# [What you have to do]
Using the records that follow, copy every line containing the word "gone".

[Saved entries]
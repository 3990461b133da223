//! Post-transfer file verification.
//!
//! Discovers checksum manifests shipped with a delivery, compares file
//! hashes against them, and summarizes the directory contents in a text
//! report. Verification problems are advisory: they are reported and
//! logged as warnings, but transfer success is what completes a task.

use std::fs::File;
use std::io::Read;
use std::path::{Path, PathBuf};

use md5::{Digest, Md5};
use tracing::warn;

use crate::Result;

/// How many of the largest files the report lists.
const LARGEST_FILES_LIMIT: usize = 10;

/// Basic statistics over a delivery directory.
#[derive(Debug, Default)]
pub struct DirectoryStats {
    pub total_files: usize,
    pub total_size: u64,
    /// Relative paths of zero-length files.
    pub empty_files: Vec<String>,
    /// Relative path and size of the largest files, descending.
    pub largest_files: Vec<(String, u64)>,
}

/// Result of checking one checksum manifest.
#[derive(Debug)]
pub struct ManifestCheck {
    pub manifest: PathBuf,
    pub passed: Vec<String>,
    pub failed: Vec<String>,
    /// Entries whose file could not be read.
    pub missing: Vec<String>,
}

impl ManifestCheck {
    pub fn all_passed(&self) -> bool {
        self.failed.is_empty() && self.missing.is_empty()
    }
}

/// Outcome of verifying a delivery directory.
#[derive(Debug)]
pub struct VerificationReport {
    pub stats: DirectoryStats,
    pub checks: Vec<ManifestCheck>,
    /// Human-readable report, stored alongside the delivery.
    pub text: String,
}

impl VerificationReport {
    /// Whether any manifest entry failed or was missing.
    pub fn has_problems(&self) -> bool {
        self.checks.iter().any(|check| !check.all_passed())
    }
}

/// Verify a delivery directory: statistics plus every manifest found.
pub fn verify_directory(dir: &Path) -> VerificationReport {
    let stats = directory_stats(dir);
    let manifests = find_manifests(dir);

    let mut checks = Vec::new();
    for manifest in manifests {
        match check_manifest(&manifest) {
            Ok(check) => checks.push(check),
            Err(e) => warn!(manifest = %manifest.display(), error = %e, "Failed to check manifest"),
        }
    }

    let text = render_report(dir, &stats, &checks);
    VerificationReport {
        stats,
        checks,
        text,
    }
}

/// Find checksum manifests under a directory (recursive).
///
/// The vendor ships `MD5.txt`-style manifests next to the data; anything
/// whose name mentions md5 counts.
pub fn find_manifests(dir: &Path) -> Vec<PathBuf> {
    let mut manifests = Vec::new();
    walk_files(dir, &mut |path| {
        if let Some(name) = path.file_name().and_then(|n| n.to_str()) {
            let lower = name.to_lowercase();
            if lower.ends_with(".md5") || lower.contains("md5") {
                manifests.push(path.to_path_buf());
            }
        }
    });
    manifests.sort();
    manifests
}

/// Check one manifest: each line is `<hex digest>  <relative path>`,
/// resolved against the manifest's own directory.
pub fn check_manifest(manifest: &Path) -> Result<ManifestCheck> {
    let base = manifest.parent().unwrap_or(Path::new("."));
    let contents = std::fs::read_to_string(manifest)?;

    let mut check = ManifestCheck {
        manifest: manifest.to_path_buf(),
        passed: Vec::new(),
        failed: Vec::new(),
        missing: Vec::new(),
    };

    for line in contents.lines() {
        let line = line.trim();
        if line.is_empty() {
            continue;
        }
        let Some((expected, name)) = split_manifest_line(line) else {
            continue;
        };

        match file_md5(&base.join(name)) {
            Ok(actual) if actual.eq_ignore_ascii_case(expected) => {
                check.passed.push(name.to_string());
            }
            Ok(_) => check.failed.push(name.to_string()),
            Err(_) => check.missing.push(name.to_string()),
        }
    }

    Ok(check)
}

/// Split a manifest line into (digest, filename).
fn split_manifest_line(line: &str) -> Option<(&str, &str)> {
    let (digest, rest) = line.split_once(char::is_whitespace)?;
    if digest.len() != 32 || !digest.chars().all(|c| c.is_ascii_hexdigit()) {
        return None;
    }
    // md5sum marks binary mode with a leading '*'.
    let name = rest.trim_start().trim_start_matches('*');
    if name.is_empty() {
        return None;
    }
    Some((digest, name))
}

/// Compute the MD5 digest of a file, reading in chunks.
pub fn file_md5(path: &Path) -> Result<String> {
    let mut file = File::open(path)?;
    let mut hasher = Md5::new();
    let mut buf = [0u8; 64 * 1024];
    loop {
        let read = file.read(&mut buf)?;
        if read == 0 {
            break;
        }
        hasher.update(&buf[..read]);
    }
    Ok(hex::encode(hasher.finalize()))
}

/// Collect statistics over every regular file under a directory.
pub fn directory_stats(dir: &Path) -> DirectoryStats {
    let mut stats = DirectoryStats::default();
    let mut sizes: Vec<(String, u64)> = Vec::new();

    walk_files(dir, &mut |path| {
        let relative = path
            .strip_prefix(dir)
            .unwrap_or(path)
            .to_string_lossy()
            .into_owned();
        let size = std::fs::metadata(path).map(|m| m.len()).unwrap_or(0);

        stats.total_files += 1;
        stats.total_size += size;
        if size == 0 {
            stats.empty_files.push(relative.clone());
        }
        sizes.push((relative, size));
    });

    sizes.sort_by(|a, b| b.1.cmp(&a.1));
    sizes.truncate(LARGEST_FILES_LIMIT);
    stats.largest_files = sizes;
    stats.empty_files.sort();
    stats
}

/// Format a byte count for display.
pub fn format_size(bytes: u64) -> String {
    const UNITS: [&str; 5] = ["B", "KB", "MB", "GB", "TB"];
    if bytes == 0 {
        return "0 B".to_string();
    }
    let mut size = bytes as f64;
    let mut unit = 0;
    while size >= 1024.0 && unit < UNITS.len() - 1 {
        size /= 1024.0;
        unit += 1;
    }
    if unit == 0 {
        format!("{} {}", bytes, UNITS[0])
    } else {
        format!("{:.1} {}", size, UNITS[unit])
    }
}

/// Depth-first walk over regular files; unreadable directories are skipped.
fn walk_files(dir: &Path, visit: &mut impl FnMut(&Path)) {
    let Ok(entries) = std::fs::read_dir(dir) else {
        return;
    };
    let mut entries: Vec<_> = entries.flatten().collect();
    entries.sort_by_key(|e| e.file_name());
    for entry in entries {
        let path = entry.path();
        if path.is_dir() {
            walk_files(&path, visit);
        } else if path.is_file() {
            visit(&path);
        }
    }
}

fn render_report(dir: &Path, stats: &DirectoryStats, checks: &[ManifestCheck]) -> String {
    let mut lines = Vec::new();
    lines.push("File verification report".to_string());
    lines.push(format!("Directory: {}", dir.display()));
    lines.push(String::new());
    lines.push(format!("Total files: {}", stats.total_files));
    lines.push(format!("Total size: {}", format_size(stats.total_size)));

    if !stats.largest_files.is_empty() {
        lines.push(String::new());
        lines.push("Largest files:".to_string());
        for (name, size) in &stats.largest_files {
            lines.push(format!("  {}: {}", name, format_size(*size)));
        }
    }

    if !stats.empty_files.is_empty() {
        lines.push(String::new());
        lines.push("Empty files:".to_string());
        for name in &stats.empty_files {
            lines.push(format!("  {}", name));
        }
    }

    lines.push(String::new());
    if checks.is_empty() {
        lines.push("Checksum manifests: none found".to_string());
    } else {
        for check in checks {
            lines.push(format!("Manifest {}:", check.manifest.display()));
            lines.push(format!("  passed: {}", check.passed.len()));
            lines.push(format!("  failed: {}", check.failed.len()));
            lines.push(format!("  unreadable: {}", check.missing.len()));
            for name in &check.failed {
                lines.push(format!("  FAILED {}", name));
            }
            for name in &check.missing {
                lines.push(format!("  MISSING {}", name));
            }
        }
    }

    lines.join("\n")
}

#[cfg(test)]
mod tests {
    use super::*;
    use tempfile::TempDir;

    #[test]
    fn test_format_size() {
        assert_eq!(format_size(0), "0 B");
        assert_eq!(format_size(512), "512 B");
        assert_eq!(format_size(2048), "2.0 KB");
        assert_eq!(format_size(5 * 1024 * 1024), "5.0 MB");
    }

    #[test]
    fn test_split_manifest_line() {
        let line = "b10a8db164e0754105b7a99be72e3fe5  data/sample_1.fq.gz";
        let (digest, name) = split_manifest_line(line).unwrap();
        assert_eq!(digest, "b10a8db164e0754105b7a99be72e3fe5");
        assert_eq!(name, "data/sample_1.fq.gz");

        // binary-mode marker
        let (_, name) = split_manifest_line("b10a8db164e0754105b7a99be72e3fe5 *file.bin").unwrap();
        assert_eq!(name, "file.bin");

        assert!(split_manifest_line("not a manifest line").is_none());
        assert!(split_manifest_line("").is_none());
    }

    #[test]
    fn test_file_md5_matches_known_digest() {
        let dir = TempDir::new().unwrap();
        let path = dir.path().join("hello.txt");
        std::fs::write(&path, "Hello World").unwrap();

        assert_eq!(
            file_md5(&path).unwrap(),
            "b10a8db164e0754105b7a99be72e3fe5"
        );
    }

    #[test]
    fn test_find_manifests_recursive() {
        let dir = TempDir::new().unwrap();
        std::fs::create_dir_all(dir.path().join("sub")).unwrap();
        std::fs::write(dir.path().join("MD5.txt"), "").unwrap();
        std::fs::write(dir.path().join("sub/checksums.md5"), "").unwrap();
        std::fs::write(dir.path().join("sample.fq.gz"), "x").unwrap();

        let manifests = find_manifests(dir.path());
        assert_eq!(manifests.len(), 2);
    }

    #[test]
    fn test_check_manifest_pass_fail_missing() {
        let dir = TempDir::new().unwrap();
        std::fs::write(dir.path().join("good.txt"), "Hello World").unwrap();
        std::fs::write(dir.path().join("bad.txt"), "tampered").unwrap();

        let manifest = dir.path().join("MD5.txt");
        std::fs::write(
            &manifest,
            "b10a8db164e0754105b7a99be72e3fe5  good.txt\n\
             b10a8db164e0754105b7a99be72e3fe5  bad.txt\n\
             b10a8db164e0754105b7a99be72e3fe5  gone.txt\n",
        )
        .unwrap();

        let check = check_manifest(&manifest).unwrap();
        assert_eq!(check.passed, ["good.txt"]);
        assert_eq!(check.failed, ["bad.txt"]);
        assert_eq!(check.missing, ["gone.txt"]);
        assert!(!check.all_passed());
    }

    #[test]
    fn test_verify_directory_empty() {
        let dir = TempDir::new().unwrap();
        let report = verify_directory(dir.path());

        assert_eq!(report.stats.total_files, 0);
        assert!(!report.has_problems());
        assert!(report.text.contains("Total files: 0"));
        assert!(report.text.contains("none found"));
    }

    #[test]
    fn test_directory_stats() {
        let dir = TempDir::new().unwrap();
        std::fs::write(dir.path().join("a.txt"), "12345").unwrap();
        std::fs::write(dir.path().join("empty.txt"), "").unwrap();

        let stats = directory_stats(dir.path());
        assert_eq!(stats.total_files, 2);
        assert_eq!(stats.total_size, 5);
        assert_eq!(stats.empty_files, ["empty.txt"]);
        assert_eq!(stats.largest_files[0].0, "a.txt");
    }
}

# [Answer section]
             b10a8db164e0754105b7a99be72e3fe5  gone.txt\n",
        assert_eq!(check.missing, ["gone.txt"]);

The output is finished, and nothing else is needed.